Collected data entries
--- START ---
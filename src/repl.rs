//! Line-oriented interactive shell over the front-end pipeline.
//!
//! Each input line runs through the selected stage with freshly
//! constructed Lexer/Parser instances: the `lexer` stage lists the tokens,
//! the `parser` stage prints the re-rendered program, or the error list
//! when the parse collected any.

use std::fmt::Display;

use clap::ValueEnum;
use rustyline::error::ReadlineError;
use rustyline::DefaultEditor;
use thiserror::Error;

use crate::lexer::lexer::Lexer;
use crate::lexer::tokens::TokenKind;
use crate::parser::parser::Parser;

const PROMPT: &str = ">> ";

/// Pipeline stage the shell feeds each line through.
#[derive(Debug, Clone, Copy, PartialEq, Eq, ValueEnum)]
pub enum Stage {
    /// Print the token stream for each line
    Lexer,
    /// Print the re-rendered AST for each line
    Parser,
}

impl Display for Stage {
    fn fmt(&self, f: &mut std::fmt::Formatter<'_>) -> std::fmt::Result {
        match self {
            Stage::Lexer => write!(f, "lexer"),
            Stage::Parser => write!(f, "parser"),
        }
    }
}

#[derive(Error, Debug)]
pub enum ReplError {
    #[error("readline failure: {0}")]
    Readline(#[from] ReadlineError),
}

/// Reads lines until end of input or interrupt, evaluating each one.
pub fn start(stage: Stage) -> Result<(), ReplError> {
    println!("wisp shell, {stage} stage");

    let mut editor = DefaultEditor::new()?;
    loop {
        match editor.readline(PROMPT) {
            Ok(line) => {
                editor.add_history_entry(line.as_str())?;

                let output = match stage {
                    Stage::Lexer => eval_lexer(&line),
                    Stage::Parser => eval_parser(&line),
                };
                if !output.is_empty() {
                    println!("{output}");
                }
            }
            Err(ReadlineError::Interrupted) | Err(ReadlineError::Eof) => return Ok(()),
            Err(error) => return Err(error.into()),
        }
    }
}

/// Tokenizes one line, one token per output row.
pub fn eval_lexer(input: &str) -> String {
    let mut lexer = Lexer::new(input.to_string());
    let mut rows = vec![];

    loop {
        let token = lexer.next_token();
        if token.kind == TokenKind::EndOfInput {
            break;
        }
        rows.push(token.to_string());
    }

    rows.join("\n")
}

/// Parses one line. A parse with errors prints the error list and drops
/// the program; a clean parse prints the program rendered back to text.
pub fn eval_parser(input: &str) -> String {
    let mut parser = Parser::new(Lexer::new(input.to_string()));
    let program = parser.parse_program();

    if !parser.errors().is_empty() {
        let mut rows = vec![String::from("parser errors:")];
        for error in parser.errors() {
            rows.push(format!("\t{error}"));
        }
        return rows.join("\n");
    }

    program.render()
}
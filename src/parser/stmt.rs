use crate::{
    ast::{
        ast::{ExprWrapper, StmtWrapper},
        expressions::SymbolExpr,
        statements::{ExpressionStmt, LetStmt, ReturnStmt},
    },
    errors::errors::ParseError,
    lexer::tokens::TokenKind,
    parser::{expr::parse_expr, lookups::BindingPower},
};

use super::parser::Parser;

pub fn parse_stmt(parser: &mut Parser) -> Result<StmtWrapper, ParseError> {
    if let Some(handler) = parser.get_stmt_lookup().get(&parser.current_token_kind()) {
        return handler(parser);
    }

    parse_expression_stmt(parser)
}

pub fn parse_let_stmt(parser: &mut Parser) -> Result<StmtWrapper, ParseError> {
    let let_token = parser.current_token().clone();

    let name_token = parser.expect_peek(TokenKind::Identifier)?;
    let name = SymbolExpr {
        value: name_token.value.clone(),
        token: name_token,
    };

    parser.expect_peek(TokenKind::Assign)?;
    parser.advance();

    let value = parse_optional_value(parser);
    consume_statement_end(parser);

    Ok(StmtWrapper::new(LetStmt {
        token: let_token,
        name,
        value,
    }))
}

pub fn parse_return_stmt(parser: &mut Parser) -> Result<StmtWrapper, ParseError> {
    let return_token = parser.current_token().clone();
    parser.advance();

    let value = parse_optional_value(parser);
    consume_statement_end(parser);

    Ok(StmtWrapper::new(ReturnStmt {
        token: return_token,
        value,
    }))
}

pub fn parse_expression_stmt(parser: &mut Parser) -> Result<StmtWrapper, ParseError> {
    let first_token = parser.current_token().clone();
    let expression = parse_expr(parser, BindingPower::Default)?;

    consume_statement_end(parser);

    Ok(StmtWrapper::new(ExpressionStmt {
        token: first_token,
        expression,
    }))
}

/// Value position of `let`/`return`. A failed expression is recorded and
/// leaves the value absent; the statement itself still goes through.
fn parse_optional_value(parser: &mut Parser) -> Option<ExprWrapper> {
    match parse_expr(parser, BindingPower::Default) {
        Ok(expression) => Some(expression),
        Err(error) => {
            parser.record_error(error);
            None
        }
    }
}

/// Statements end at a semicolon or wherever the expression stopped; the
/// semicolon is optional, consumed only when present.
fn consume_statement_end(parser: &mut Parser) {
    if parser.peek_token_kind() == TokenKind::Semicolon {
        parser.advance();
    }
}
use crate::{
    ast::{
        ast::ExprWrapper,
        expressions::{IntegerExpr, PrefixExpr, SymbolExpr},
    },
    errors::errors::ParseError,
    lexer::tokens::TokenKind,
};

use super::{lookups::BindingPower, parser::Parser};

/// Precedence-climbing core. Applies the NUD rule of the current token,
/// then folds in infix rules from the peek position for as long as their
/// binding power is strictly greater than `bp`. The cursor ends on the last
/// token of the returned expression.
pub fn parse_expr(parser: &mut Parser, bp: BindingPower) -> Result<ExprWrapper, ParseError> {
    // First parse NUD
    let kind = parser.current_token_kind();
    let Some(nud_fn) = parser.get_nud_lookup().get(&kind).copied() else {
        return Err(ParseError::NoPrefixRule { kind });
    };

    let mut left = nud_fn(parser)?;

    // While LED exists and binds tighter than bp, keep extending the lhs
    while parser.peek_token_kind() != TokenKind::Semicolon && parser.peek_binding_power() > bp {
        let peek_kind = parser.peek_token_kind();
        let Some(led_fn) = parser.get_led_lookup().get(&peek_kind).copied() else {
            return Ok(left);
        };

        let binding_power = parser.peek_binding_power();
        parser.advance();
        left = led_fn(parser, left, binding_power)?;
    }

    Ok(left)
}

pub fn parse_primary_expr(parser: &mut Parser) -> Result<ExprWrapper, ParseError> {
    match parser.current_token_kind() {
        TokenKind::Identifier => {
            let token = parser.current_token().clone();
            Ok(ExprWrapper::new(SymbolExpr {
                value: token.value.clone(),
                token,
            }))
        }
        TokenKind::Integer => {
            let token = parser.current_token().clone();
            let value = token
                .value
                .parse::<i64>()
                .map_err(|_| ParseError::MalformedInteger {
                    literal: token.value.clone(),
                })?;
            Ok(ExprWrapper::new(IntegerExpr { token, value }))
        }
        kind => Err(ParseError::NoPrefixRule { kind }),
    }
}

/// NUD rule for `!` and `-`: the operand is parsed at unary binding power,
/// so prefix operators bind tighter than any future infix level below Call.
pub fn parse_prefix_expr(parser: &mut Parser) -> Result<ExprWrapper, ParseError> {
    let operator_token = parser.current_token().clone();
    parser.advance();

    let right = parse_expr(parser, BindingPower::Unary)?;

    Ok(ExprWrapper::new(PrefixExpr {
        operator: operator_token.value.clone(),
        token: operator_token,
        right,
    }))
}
--- END ---
--- START ---
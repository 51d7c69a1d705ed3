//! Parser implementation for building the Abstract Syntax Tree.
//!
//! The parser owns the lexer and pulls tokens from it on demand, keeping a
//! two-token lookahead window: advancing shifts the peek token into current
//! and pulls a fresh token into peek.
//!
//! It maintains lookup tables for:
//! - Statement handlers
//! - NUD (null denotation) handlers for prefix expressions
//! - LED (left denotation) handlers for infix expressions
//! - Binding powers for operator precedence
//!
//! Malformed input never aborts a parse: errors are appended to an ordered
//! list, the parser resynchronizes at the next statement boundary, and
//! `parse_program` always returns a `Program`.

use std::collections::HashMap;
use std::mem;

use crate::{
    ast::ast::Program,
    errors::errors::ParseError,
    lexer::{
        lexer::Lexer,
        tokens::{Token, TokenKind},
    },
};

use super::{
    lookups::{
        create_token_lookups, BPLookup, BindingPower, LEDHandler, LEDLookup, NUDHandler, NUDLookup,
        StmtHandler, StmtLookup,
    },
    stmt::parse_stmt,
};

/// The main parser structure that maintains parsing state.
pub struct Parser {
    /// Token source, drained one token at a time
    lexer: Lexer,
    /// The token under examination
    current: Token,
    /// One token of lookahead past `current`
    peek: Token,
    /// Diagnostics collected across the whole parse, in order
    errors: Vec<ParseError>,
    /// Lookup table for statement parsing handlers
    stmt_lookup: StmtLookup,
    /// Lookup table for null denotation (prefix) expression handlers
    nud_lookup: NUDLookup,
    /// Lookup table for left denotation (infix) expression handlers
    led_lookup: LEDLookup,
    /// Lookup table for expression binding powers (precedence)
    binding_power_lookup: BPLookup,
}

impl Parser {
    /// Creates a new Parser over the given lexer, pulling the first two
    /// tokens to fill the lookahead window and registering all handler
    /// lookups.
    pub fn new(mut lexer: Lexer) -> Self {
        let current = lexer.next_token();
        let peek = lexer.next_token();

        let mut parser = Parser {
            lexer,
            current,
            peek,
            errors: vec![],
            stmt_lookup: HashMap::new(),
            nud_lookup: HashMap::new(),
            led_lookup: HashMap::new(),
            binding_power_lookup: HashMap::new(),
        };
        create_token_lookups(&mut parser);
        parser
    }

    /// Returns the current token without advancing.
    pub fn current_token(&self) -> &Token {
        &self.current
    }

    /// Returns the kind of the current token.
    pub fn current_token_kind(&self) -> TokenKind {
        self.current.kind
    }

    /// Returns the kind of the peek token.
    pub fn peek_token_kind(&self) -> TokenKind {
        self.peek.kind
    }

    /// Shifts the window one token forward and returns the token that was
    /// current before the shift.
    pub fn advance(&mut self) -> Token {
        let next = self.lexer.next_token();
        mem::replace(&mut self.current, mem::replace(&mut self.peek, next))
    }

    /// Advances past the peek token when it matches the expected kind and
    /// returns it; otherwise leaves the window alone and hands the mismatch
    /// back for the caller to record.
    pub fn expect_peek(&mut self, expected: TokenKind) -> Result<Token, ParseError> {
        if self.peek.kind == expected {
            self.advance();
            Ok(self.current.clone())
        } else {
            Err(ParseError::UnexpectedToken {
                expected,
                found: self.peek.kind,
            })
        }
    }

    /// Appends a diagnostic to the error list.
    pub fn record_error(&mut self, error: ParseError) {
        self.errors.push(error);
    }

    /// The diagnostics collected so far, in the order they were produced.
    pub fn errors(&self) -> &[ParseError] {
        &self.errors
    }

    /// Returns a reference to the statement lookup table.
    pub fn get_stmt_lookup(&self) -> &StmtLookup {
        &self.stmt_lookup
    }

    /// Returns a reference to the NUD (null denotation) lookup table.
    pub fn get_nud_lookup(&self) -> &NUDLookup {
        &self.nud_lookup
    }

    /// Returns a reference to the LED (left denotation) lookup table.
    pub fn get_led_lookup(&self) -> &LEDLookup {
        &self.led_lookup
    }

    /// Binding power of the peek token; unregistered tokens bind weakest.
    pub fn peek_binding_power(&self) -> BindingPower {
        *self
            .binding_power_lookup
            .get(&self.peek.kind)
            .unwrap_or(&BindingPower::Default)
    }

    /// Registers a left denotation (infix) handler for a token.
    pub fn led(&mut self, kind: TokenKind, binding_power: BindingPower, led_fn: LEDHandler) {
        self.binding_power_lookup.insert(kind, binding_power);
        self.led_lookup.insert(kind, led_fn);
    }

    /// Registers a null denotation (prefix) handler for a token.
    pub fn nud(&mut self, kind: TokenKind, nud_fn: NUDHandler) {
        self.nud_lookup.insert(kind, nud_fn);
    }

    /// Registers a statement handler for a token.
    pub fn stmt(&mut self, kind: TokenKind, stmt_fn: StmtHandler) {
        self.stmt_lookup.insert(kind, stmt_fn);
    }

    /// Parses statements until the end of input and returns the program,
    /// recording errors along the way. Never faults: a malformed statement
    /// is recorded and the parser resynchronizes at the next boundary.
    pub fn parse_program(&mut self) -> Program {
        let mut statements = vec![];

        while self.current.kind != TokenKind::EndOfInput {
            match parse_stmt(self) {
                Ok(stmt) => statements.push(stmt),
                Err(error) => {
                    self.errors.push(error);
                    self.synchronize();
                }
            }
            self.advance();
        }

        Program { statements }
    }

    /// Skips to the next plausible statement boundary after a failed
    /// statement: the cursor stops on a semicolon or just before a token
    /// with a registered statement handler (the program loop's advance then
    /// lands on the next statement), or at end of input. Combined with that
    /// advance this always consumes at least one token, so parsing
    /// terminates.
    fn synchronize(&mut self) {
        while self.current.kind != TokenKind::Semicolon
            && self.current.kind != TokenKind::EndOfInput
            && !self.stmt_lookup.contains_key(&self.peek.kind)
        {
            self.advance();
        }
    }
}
--- END ---
The lines above that hold the string "then" are to be located and copied.

/// then folds in infix rules from the peek position for as long as their
    /// with a registered statement handler (the program loop's advance then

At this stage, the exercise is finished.